[Dataset excerpts]
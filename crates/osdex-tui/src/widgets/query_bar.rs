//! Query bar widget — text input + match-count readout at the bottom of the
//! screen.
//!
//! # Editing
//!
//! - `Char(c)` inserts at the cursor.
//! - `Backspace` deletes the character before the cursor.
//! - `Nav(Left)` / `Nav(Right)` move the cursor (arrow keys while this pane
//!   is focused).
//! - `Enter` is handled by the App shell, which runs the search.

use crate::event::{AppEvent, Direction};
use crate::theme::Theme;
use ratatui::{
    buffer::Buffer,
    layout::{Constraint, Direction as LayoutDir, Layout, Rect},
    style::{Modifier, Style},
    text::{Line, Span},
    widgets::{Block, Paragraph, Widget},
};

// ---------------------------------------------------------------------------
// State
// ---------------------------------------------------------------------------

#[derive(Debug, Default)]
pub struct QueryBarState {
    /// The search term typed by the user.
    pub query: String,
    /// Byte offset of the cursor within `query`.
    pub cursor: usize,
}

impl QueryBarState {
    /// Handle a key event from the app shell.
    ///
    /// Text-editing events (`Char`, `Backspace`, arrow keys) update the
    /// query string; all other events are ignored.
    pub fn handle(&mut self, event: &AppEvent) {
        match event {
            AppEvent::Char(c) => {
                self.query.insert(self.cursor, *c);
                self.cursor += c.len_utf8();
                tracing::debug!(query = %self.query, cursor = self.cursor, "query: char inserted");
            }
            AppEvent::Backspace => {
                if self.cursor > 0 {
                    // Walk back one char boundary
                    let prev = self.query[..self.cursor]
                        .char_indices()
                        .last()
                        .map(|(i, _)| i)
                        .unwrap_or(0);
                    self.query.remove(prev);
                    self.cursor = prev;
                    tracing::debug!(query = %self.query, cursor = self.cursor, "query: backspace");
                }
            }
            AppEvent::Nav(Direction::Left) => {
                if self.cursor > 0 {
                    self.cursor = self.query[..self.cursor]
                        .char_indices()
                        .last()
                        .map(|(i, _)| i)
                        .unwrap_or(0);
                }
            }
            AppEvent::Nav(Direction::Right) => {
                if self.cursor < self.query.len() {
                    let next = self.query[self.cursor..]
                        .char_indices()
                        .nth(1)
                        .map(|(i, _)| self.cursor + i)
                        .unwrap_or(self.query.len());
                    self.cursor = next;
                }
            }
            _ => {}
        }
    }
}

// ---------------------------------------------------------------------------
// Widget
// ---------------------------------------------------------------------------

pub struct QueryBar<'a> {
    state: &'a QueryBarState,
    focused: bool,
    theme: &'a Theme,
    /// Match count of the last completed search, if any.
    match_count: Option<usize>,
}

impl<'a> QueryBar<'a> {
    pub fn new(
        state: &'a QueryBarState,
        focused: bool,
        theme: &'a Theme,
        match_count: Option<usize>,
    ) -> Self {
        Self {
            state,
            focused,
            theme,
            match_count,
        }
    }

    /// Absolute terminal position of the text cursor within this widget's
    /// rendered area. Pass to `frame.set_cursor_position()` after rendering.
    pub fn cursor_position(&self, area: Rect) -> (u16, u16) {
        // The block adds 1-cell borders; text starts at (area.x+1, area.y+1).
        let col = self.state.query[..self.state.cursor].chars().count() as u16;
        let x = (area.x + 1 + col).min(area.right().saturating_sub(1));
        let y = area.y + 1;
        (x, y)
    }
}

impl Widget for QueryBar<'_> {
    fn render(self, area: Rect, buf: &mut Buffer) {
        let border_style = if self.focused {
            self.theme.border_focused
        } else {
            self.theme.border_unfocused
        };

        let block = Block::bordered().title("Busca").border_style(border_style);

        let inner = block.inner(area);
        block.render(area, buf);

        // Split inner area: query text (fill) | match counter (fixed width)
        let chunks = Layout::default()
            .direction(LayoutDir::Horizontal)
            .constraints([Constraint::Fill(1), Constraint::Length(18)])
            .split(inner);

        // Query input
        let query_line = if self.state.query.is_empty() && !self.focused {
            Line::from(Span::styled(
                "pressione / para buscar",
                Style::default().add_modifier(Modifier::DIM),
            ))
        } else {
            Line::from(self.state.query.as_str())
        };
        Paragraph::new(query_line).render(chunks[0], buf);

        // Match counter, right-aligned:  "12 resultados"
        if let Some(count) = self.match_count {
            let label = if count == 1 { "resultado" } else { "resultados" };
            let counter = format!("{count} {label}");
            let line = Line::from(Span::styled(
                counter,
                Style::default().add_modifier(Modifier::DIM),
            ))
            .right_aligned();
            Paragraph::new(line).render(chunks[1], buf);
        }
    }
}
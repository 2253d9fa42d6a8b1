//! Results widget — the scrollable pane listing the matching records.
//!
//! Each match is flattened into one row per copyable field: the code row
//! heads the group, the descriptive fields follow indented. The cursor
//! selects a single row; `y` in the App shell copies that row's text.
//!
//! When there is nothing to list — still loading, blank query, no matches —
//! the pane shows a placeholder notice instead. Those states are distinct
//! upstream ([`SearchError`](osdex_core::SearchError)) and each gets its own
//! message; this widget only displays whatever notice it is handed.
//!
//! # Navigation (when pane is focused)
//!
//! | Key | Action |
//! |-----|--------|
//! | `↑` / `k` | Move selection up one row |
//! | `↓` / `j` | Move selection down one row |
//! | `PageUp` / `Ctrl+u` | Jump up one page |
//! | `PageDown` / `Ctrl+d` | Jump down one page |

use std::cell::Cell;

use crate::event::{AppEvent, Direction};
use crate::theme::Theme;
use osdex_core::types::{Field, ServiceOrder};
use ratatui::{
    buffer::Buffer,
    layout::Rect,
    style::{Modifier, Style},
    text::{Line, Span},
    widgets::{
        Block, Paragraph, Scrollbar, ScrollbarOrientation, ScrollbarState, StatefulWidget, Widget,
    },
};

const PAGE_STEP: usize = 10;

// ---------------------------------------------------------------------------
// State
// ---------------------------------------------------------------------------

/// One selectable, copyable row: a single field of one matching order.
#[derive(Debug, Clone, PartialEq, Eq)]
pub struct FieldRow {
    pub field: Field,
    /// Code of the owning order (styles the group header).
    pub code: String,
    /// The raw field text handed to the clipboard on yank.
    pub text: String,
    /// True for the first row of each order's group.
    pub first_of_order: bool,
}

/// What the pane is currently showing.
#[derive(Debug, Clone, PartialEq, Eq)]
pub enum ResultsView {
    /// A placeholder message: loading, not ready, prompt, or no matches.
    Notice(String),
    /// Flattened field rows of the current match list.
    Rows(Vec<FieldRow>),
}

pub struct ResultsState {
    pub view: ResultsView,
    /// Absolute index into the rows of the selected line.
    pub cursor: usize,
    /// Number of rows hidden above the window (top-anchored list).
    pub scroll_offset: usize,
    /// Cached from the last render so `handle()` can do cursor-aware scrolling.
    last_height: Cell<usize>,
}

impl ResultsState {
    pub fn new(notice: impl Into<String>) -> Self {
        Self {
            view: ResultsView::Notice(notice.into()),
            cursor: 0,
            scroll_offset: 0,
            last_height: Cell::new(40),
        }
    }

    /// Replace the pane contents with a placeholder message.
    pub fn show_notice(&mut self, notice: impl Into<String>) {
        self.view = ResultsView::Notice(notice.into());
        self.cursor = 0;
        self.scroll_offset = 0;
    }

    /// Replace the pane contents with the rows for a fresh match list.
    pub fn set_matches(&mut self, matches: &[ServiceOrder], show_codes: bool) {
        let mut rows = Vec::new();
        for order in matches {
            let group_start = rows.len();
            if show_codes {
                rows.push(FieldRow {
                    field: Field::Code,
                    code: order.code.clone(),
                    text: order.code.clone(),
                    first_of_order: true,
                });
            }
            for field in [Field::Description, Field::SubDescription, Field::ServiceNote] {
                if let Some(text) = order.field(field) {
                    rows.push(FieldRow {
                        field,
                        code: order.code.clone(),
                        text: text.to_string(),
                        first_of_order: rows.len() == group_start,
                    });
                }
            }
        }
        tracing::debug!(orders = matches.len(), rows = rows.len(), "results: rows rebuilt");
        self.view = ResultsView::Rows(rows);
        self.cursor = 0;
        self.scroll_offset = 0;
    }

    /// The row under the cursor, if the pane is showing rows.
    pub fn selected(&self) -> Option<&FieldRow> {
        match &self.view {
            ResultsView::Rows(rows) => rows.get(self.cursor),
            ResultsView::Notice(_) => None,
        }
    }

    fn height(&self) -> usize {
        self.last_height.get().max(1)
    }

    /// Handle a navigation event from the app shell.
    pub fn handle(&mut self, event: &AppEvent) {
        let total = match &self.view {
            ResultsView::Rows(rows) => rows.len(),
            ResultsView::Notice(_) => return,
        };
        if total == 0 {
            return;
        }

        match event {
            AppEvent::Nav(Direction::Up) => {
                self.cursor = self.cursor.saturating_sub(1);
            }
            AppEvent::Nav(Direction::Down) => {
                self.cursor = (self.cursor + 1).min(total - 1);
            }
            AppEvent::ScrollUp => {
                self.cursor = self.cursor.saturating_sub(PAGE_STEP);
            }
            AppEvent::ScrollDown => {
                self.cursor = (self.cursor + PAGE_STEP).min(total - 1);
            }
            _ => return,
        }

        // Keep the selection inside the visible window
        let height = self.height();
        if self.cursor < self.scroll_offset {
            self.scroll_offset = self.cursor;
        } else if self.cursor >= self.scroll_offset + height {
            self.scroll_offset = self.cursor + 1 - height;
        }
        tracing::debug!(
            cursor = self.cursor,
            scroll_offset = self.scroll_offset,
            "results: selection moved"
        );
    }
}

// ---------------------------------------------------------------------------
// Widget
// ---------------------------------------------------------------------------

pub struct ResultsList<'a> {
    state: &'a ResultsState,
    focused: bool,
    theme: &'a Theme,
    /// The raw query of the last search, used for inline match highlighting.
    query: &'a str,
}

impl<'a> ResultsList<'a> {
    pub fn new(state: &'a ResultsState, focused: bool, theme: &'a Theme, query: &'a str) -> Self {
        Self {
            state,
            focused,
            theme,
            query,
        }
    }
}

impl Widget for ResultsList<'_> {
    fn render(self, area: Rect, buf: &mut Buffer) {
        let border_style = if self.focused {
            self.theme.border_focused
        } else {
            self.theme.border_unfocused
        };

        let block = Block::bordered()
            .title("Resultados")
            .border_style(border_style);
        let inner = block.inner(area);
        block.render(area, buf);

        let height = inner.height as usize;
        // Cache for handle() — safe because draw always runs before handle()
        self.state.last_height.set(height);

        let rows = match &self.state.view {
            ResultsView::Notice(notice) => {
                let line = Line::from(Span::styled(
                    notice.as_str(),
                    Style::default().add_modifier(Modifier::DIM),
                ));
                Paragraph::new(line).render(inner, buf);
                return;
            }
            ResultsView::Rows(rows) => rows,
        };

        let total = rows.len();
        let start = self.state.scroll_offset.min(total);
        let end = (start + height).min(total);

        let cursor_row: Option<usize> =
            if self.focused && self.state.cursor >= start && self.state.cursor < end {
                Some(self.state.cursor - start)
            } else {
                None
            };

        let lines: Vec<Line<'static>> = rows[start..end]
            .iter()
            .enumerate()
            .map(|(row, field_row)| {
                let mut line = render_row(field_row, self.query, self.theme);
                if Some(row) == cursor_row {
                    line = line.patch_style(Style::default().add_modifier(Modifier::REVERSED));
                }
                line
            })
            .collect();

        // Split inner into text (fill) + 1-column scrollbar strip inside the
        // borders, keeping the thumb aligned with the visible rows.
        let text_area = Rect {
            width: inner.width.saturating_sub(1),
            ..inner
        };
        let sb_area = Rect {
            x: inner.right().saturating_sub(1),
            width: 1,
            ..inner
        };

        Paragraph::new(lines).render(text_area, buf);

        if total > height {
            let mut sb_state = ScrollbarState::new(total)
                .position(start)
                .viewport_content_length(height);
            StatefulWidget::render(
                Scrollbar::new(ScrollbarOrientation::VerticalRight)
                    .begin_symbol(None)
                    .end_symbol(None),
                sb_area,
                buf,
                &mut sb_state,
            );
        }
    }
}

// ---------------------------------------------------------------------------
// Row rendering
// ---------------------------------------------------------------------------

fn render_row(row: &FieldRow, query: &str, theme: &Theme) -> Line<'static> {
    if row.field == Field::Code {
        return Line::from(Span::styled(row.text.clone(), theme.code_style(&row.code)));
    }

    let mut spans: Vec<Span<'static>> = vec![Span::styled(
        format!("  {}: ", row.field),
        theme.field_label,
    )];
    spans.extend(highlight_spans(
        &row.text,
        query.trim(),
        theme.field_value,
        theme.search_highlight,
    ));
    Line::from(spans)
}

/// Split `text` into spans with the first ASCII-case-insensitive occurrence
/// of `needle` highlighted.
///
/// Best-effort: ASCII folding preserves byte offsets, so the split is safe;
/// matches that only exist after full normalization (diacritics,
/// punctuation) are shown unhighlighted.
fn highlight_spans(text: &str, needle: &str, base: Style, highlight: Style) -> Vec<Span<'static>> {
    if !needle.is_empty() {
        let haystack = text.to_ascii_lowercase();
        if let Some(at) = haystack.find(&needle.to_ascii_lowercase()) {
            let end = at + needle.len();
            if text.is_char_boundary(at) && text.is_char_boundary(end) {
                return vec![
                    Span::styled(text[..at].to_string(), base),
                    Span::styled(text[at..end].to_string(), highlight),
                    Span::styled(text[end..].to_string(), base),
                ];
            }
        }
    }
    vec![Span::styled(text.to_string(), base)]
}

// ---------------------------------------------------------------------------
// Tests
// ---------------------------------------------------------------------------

Exercise goal - Bring together every line in the entries that holds the string "push".

Output of the task -
                rows.push(FieldRow {
                    rows.push(FieldRow {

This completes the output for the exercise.